Life Choices Through a Multiplicative Lens



Number of words: 1,420

Whenever I wish to scandalise people, I have a sentence which works every time: “I would prefer my daughters took up smoking than started cycling in London.”

My argument is as follows. If my daughters take up smoking and find it impossible to quit, there is a fairly high chance of a fairly bad outcome. They may die early and very unpleasantly. Perhaps at 58 rather than 85 years old. But if they take up smoking and resist the seductive lure of the bicycle, well at least they won’t die at 22 beneath the wheels of a truck. The first outcome is a disaster, the second is a catastrophe.

Now I don’t claim that I am right here. There are other upsides to cycling – though I suppose if we are being intellectually honest, we should accept that there may be some upsides to smoking too. But I still maintain that I might be right. There is a case to be made that, in the game of life, avoiding elimination in the early rounds is a good approach.

It always interests me that we are now more sanctimonious about tobacco than we are about drink, cycling, motorcycling and mountaineering. Almost every single person I know who has died before the age of 50 was killed by one of these four.

Something economists don’t understand, with their narrow focus on utility, which is an artificial additive function accumulated in a series of independent transactions, is that life is multiplicative, not additive. And it is path dependent.

In his excellent blog Farnam Street, Shane Parrish explains the distinction between additive and multiplicative systems as follows. Let’s run through a little elementary algebra: what’s 1,506,789 x 9,809 x 5.56 x 0? Hopefully you didn’t have to whip out the old TI-84 to solve that one. It’s a zero.

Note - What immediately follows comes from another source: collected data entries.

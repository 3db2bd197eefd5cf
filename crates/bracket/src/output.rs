//! Terminal output utilities.

use console::{Style, Term};

/// Writes results to stdout and diagnostics to stderr.
pub(crate) struct Output {
    out: Term,
    err: Term,
    yellow: Style,
    red: Style,
}

impl Output {
    /// Create a new output formatter.
    #[must_use]
    pub(crate) fn new() -> Self {
        Self {
            out: Term::stdout(),
            err: Term::stderr(),
            yellow: Style::new().yellow(),
            red: Style::new().red(),
        }
    }

    /// Write a command result to stdout, ending it with a newline.
    pub(crate) fn result(&self, text: &str) -> std::io::Result<()> {
        if text.ends_with('\n') {
            self.out.write_str(text)
        } else {
            self.out.write_line(text)
        }
    }

    /// Print a warning message (yellow).
    pub(crate) fn warning(&self, msg: &str) {
        let _ = self.err.write_line(&self.yellow.apply_to(msg).to_string());
    }

    /// Print an error message (red).
    pub(crate) fn error(&self, msg: &str) {
        let _ = self.err.write_line(&self.red.apply_to(msg).to_string());
    }
}
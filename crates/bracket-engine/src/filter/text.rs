//! Font, size, color and heading tags.

use super::{Filter, wrap};
use crate::tag::{AttrKind, AttrRule, DEFAULT_ATTR};
use crate::{EngineError, RenderContext, Tag, TagDef, TagOutput};

const FONT_ATTRS: &[AttrRule] = &[AttrRule::new(DEFAULT_ATTR, AttrKind::Text)];
const SIZE_ATTRS: &[AttrRule] = &[AttrRule::new(DEFAULT_ATTR, AttrKind::Number)];
const COLOR_ATTRS: &[AttrRule] = &[AttrRule::new(DEFAULT_ATTR, AttrKind::Color)];

static TAGS: &[TagDef] = &[
    TagDef::inline("font").attributes(FONT_ATTRS),
    TagDef::inline("size").attributes(SIZE_ATTRS),
    TagDef::inline("color").attributes(COLOR_ATTRS),
    TagDef::block("h1"),
    TagDef::block("h2"),
    TagDef::block("h3"),
    TagDef::block("h4"),
    TagDef::block("h5"),
    TagDef::block("h6"),
];

/// Allowed `[size]` range in pixels.
const MIN_SIZE: u32 = 10;
const MAX_SIZE: u32 = 29;

/// Text styling: `[font]`, `[size]`, `[color]` and `[h1]`..`[h6]`.
pub struct TextFilter;

impl Filter for TextFilter {
    fn name(&self) -> &'static str {
        "Text"
    }

    fn tags(&self) -> &'static [TagDef] {
        TAGS
    }

    fn render(
        &self,
        tag: &Tag,
        content: &str,
        ctx: &RenderContext<'_>,
    ) -> Result<TagOutput, EngineError> {
        let output = match tag.name.as_str() {
            "font" => match tag.default_attr().filter(|f| is_font_family(f)) {
                Some(family) => TagOutput::html(format!(
                    r#"<span style="font-family: '{}', sans-serif">{content}</span>"#,
                    ctx.escape(family)
                )),
                None => TagOutput::Skip,
            },
            "size" => match tag.default_attr().and_then(|s| s.parse::<u32>().ok()) {
                Some(px) if (MIN_SIZE..=MAX_SIZE).contains(&px) => TagOutput::html(format!(
                    r#"<span style="font-size: {px}px">{content}</span>"#
                )),
                _ => TagOutput::Skip,
            },
            "color" => match tag.default_attr() {
                Some(color) => TagOutput::html(format!(
                    r#"<span style="color: {}">{content}</span>"#,
                    ctx.escape(color)
                )),
                None => TagOutput::Skip,
            },
            heading => wrap(heading, content),
        };
        Ok(output)
    }
}

fn is_font_family(value: &str) -> bool {
    value
        .chars()
        .all(|c| c.is_ascii_alphanumeric() || matches!(c, ' ' | ',' | '-'))
}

This leads us to a mental model called Multiplicative Systems, and understanding it can get to the heart of a lot of issues.

Suppose you were trying to become the best basketball player in the world. You’ve got the following things going for you:

1. God-given talent

You’re 206cm tall, quick, skilful, can leap out of the building and have long been the best player in a competitive city.

2. Support

You live in a city that reveres basketball and you’re raised by parents who care about your goals.

3. A proven track record

You were player of the year in a very competitive Division 1 college conference.

4. A clear path forward

You’re selected as the second overall pick in the NBA Draft by the Boston Celtics. Sounds like you have a shot. What would you put the odds at of this person becoming one of the better players in the world? Still high?

Let’s add one more piece of information:

5. You’ve developed a cocaine habit

What are your odds now?

This little exercise isn’t an academic one; it’s the sad case of Leonard “Len” Bias, a young basketball prodigy who died of a cocaine overdose after being selected to play in the NBA for the Boston Celtics in 1986. Many call Bias the best basketball player who never played professionally.

What the story of Len Bias illustrates is the truth that anything times zero must still be zero, no matter how large the string of numbers preceding it. In some facets of life, all of your hard work, dedication to improvement and good fortune may still be worth nothing if there is a weak link in the chain.

Actually it’s a bit more complicated than this. Had Bias decided to become a cocaine addict late in life, his life might have been fine. But early losses – or an early zero – have a disproportionate effect on outcomes.

Just as a great meal can be ruined by a single prong on your fork being out of alignment, a great life can be ruined by a single early mistake. In a multiplicative, path-dependent world – one in which we are in competition with others – the rules are very different to the additive rules that economists frequently impose on us with the idea that they are “rational”.

Perhaps where economists go wrong is that they think decisions are like archery – where, by aiming for the bullseye you are also minimising your chance of a zero. But real-life decisions are more like darts, where aiming for the highest score brings a higher chance of disaster.

In archery the scoring is concentric. You simply aim for the bullseye, which scores ten, and if you miss, you get nine. Miss the nine and you get eight. The only strategy is to aim for ten and hope. It is a perfectly logical scoring system, but it doesn’t make for great telly. The dartboard, by contrast, is not remotely logical, but is somehow brilliant. The 20 sector sits between the dismal scores of five and one.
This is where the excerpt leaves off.